Se muscler avec des haltères
La séance pec est concrètement l'une ou même la séance préférée de tous les adeptes de musculation ! Il existe un nombre incalculable d'exercices et de variation pour travailler efficacement et en profondeur les pectoraux. Que ce soit à la barre, aux haltères, à la poulie ou même avec des kettlebells, les possibilités sont multiples.
On vous propose une séance rapide qui ne dure pas plus de 30 minutes mais qui vous permettra de compléter votre training par un autre groupe de muscle ou simplement la faire les jours où vous n'avez pas beaucoup de temps.
5 exercices pour cibler les pectoraux
- Développé couché : très efficace pour augmenter votre force, le but ici est de mettre une charge assez lourde au vu du petit nombre de répétitions. Sur la phase négative, contrôlez bien la descente du poids (environ 6 secondes) et soyez le plus explosif possible dans la phase de poussée. Avec ce rythme vous améliorerez votre explosivité et votre capacité à supporter des haltères lourdes.
4 séries de 5 répétitions
- Développé incliné : pour cet exercice, inclinez votre banc de 30° et effectuez le même mouvement que précédemment. La différence avec le couché classique est que cette variation travaille le haut des pectoraux. Concernant le rythme, comptez 2 secondes pour la phase de descente et 1 seconde pour la phase concentrique.
2 séries de 15 puis 1 série de 12 répétitions
- Développé incliné : exactement comme l'exercice 2, seulement la phase excentrique dure 3 secondes au lieu de 2 secondes.N'hésitez pas à baisser les charges afin de réaliser correctement et maximiser l'effort.

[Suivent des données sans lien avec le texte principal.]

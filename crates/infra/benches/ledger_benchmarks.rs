use criterion::{BenchmarkId, Criterion, Throughput, black_box, criterion_group, criterion_main};

use chrono::{Duration, Utc};
use stockledger_core::{Aggregate, AggregateId, EmployeeId, ExpectedVersion};
use stockledger_infra::ledger_store::{InMemoryLedgerStore, LedgerStore};
use stockledger_inventory::{
    AssignStock, AssignmentCommand, AssignmentId, ProductId, Quantity, ReceiveAssignment,
    SourceRef, StockAssignment, StockBreakdown, StockEvent, StockEventKind, plan_fifo, stock_level,
};

fn ledger_events(product_id: ProductId, count: usize) -> Vec<StockEvent> {
    let now = Utc::now();
    (0..count)
        .map(|i| {
            let kind = if i % 3 == 0 {
                StockEventKind::PurchaseReceipt
            } else {
                StockEventKind::Sale
            };
            StockEvent::new(
                product_id,
                kind,
                Quantity::new(1 + (i as u64 % 5)).unwrap(),
                SourceRef::new(kind.as_str(), None),
                now,
            )
            .unwrap()
        })
        .collect()
}

fn open_assignments(count: usize) -> Vec<StockAssignment> {
    let employee = EmployeeId::new();
    let product = ProductId::new(AggregateId::new());
    let t0 = Utc::now();
    (0..count)
        .map(|i| {
            let at = t0 + Duration::seconds(i as i64);
            let id = AssignmentId::new(AggregateId::new());
            let mut a = StockAssignment::empty(id, employee, product);
            a.execute(&AssignmentCommand::Assign(AssignStock {
                quantity: Quantity::new(10).unwrap(),
                occurred_at: at,
            }))
            .unwrap();
            a.execute(&AssignmentCommand::Receive(ReceiveAssignment { occurred_at: at }))
                .unwrap();
            a.set_issue_sequence(i as u64 + 1);
            a
        })
        .collect()
}

fn bench_ledger_replay(c: &mut Criterion) {
    let mut group = c.benchmark_group("ledger_replay");

    for history in [100usize, 1_000, 10_000].iter() {
        let product_id = ProductId::new(AggregateId::new());
        let events = ledger_events(product_id, *history);
        group.throughput(Throughput::Elements(*history as u64));

        group.bench_with_input(BenchmarkId::new("stock_level", history), history, |b, _| {
            b.iter(|| black_box(stock_level(events.iter())))
        });
        group.bench_with_input(BenchmarkId::new("breakdown", history), history, |b, _| {
            b.iter(|| black_box(StockBreakdown::from_events(product_id, events.iter())))
        });
    }

    group.finish();
}

fn bench_ledger_append(c: &mut Criterion) {
    let mut group = c.benchmark_group("ledger_append");
    let runtime = tokio::runtime::Runtime::new().unwrap();

    for batch_size in [1usize, 10, 100].iter() {
        group.throughput(Throughput::Elements(*batch_size as u64));
        group.bench_with_input(
            BenchmarkId::from_parameter(batch_size),
            batch_size,
            |b, &batch_size| {
                b.to_async(&runtime).iter(|| async move {
                    let store = InMemoryLedgerStore::new();
                    let product_id = ProductId::new(AggregateId::new());
                    let events = ledger_events(product_id, batch_size);
                    black_box(
                        store
                            .append(product_id, events, ExpectedVersion::Exact(0))
                            .await
                            .unwrap(),
                    )
                })
            },
        );
    }

    group.finish();
}

fn bench_fifo_planning(c: &mut Criterion) {
    let mut group = c.benchmark_group("fifo_planning");

    for open in [5usize, 50, 500].iter() {
        let assignments = open_assignments(*open);
        // Enough to drain about half the queue.
        let requested = Quantity::new(*open as u64 * 5).unwrap();

        group.bench_with_input(BenchmarkId::from_parameter(open), open, |b, _| {
            b.iter(|| black_box(plan_fifo(assignments.iter(), requested)))
        });
    }

    group.finish();
}

criterion_group!(
    benches,
    bench_ledger_replay,
    bench_ledger_append,
    bench_fifo_planning
);
criterion_main!(benches);
//! Stock derived from the ledger.

use tracing::{error, instrument};

use stockledger_inventory::{ProductId, StockBreakdown, stock_level};

use crate::error::EngineError;
use crate::ledger_store::LedgerStore;

/// Ledger level together with the stream version it was computed at.
///
/// Appending with `ExpectedVersion::Exact(version)` guarantees nothing moved between
/// the read and the write.
#[derive(Debug, Clone, Copy, PartialEq, Eq)]
pub struct LedgerSnapshot {
    pub version: u64,
    pub level: i64,
}

/// Replays a product's ledger on demand.
#[derive(Debug, Clone)]
pub struct StockCalculator<L> {
    ledger: L,
}

impl<L: LedgerStore> StockCalculator<L> {
    pub fn new(ledger: L) -> Self {
        Self { ledger }
    }

    /// Current stock. A negative value is returned as is and logged.
    pub async fn calculate(&self, product_id: ProductId) -> Result<i64, EngineError> {
        Ok(self.snapshot(product_id).await?.level)
    }

    #[instrument(skip(self), fields(product_id = %product_id))]
    pub async fn snapshot(&self, product_id: ProductId) -> Result<LedgerSnapshot, EngineError> {
        let events = self.ledger.events_for(product_id, None).await?;
        let version = events.iter().map(|e| e.sequence_number()).max().unwrap_or(0);
        let level = stock_level(events.iter().map(|e| e.payload())).map_err(|err| {
            error!(product_id = %product_id, version, error = %err, "ledger total out of range");
            EngineError::from(err)
        })?;

        if level < 0 {
            error!(
                product_id = %product_id,
                level,
                version,
                "ledger sums to negative stock"
            );
        }

        Ok(LedgerSnapshot { version, level })
    }

    pub async fn breakdown(&self, product_id: ProductId) -> Result<StockBreakdown, EngineError> {
        let events = self.ledger.events_for(product_id, None).await?;
        Ok(StockBreakdown::from_events(
            product_id,
            events.iter().map(|e| e.payload()),
        ))
    }
}
use std::sync::Arc;

use axum::{
    extract::{rejection::JsonRejection, Extension},
    http::StatusCode,
    routing::post,
    Json, Router,
};

use crate::app::services::AppServices;
use crate::app::{dto, errors};

pub fn router() -> Router {
    Router::new().route("/", post(record_sale))
}

/// Direct warehouse sale; refused when the ledger cannot cover it.
pub async fn record_sale(
    Extension(services): Extension<Arc<AppServices>>,
    body: Result<Json<dto::StockMovementRequest>, JsonRejection>,
) -> axum::response::Response {
    let (product_id, quantity, sale) = match body.map_err(errors::bad_request) {
        Ok(Json(b)) => match b.parse() {
            Ok(parts) => parts,
            Err(res) => return res,
        },
        Err(res) => return res,
    };

    match services.engine.record_sale(product_id, quantity, sale).await {
        Ok(movement) => errors::success(StatusCode::CREATED, movement),
        Err(e) => errors::engine_error_to_response(e),
    }
}
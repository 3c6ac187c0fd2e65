use std::sync::Arc;

use async_trait::async_trait;
use chrono::{DateTime, Utc};
use sqlx::{PgPool, Row};
use tracing::instrument;
use uuid::Uuid;

use stockledger_core::AggregateId;
use stockledger_inventory::{Product, ProductId};

use super::ProductStore;
use crate::error::{StoreError, map_sqlx_error};

/// Postgres-backed catalog (`products` table).
#[derive(Debug, Clone)]
pub struct PostgresProductStore {
    pool: Arc<PgPool>,
}

impl PostgresProductStore {
    pub fn new(pool: PgPool) -> Self {
        Self {
            pool: Arc::new(pool),
        }
    }
}

const SELECT_PRODUCT: &str = r#"
    SELECT product_id, name, category, cost_price, sale_price,
           current_stock, created_at, updated_at
    FROM products
"#;

#[async_trait]
impl ProductStore for PostgresProductStore {
    #[instrument(skip(self, product), fields(product_id = %product.id), err)]
    async fn insert(&self, product: Product) -> Result<(), StoreError> {
        let cost_price = price_to_column(product.cost_price)?;
        let sale_price = price_to_column(product.sale_price)?;
        sqlx::query(
            r#"
            INSERT INTO products (
                product_id, name, category, cost_price, sale_price,
                current_stock, created_at, updated_at
            )
            VALUES ($1, $2, $3, $4, $5, $6, $7, $8)
            "#,
        )
        .bind(product.id.0.as_uuid())
        .bind(&product.name)
        .bind(&product.category)
        .bind(cost_price)
        .bind(sale_price)
        .bind(product.current_stock)
        .bind(product.created_at)
        .bind(product.updated_at)
        .execute(&*self.pool)
        .await
        .map_err(|e| match map_sqlx_error("insert_product", e) {
            StoreError::Concurrency(_) => {
                StoreError::Duplicate(format!("product {}", product.id))
            }
            other => other,
        })?;

        Ok(())
    }

    #[instrument(skip(self), fields(product_id = %id), err)]
    async fn get(&self, id: ProductId) -> Result<Option<Product>, StoreError> {
        let row = sqlx::query(&format!("{SELECT_PRODUCT} WHERE product_id = $1"))
            .bind(id.0.as_uuid())
            .fetch_optional(&*self.pool)
            .await
            .map_err(|e| map_sqlx_error("get_product", e))?;

        row.as_ref().map(decode_product).transpose()
    }

    #[instrument(skip(self), err)]
    async fn list(&self) -> Result<Vec<Product>, StoreError> {
        let rows = sqlx::query(&format!("{SELECT_PRODUCT} ORDER BY name ASC, product_id ASC"))
            .fetch_all(&*self.pool)
            .await
            .map_err(|e| map_sqlx_error("list_products", e))?;

        rows.iter().map(decode_product).collect()
    }

    #[instrument(skip(self), fields(product_id = %id), err)]
    async fn set_current_stock(&self, id: ProductId, value: i64) -> Result<(), StoreError> {
        let result = sqlx::query(
            r#"
            UPDATE products
            SET current_stock = $2, updated_at = NOW()
            WHERE product_id = $1
            "#,
        )
        .bind(id.0.as_uuid())
        .bind(value)
        .execute(&*self.pool)
        .await
        .map_err(|e| map_sqlx_error("set_current_stock", e))?;

        if result.rows_affected() == 0 {
            return Err(StoreError::NotFound(format!("product {id}")));
        }
        Ok(())
    }
}

fn decode_product(row: &sqlx::postgres::PgRow) -> Result<Product, StoreError> {
    let get = |e: sqlx::Error| map_sqlx_error("decode_product", e);

    let product_id: Uuid = row.try_get("product_id").map_err(get)?;
    let cost_price: i64 = row.try_get("cost_price").map_err(get)?;
    let sale_price: i64 = row.try_get("sale_price").map_err(get)?;
    let created_at: DateTime<Utc> = row.try_get("created_at").map_err(get)?;
    let updated_at: DateTime<Utc> = row.try_get("updated_at").map_err(get)?;

    Ok(Product {
        id: ProductId::new(AggregateId::from_uuid(product_id)),
        name: row.try_get("name").map_err(get)?,
        category: row.try_get("category").map_err(get)?,
        cost_price: price_from_column(cost_price)?,
        sale_price: price_from_column(sale_price)?,
        current_stock: row.try_get("current_stock").map_err(get)?,
        created_at,
        updated_at,
    })
}

fn price_to_column(price: u64) -> Result<i64, StoreError> {
    i64::try_from(price)
        .map_err(|_| StoreError::Serialization(format!("price {price} exceeds BIGINT")))
}

fn price_from_column(price: i64) -> Result<u64, StoreError> {
    u64::try_from(price)
        .map_err(|_| StoreError::Serialization(format!("negative price {price} in products")))
}
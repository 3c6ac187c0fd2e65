use std::sync::Arc;

use async_trait::async_trait;
use chrono::{DateTime, Utc};

use stockledger_core::ExpectedVersion;
use stockledger_inventory::{ProductId, StockEvent, StoredStockEvent};

use crate::error::StoreError;

/// Append-only, product-scoped stock ledger.
///
/// ## Streams
///
/// The stream key is the product id. Within a stream, events carry strictly increasing
/// sequence numbers (1, 2, 3, ...) assigned by the store. A product with no events has
/// stream version 0.
///
/// ## Append Semantics
///
/// `append()`:
/// - Rejects batches containing events for another product
/// - Checks optimistic concurrency against the current stream version
/// - Assigns sequence numbers starting at `current_version + 1`
/// - Persists the batch atomically (all or nothing)
///
/// ## Load Semantics
///
/// `events_for()` returns events ordered by `occurred_at`, then by sequence number.
/// With `since`, only events that occurred at or after that instant are returned.
#[async_trait]
pub trait LedgerStore: Send + Sync {
    async fn append(
        &self,
        product_id: ProductId,
        events: Vec<StockEvent>,
        expected_version: ExpectedVersion,
    ) -> Result<Vec<StoredStockEvent>, StoreError>;

    async fn events_for(
        &self,
        product_id: ProductId,
        since: Option<DateTime<Utc>>,
    ) -> Result<Vec<StoredStockEvent>, StoreError>;

    /// Highest sequence number in the stream, 0 when empty.
    async fn stream_version(&self, product_id: ProductId) -> Result<u64, StoreError>;
}

#[async_trait]
impl<S> LedgerStore for Arc<S>
where
    S: LedgerStore + ?Sized,
{
    async fn append(
        &self,
        product_id: ProductId,
        events: Vec<StockEvent>,
        expected_version: ExpectedVersion,
    ) -> Result<Vec<StoredStockEvent>, StoreError> {
        (**self).append(product_id, events, expected_version).await
    }

    async fn events_for(
        &self,
        product_id: ProductId,
        since: Option<DateTime<Utc>>,
    ) -> Result<Vec<StoredStockEvent>, StoreError> {
        (**self).events_for(product_id, since).await
    }

    async fn stream_version(&self, product_id: ProductId) -> Result<u64, StoreError> {
        (**self).stream_version(product_id).await
    }
}

/// Reject batches that mix streams.
pub(crate) fn ensure_single_stream(
    product_id: ProductId,
    events: &[StockEvent],
) -> Result<(), StoreError> {
    for (idx, e) in events.iter().enumerate() {
        if e.product_id != product_id {
            return Err(StoreError::InvalidAppend(format!(
                "event at index {idx} targets product {}, batch is for {product_id}",
                e.product_id
            )));
        }
    }
    Ok(())
}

2 séries de 10 puis 1 série de 7 répétitions
- Écarté couché : à la différence des précédents ateliers, vous ne travaillez pas forcément la force mais plus la mobilité. L'action d'étirement permet d'ouvrir la cage thoracique. Le mouvement à exécuter est différent des précédents puisque vous devez garder les coudes fléchis et remonter les bras au milieu des pectoraux. Outre les haltères, vous pouvez aussi utiliser la poulie afin d'avoir une résistance plus régulière.
2 séries de 8 répétitions
- Pull-overs : là encore, c'est à vous de déterminer la charge avec laquelle vous voulez travailler. Pour cet exercice ne prenez pas forcément très lourd. Vous pourrez vous blesser notamment aux épaules avec des déboîtements si vous ne supportez pas la charge. Extrêmement efficace, il sollicite le grand pectoral, le triceps, le grand rond et le grand dorsal.
2 séries de 8 répétitions
Avec ce programme, vous pourrez donc allier force, hypertrophie et souplesse. On rappelle aussi qu'il est nécessaire de bien s'échauffer avant d'attaquer ce programme sous peine d'être confronté à des blessures notamment aux épaules pour le dernier exercice.
N'hésitez pas non plus à vous étirer après une séance pectoraux. De nombreux exercices ne sollicitent pas seulement les pectoraux, comme les biceps et les deltoïdes. Vous pouvez retrouver des étirements simples à effectuer même chez vous pour étirer le groupe musculaire pectoral.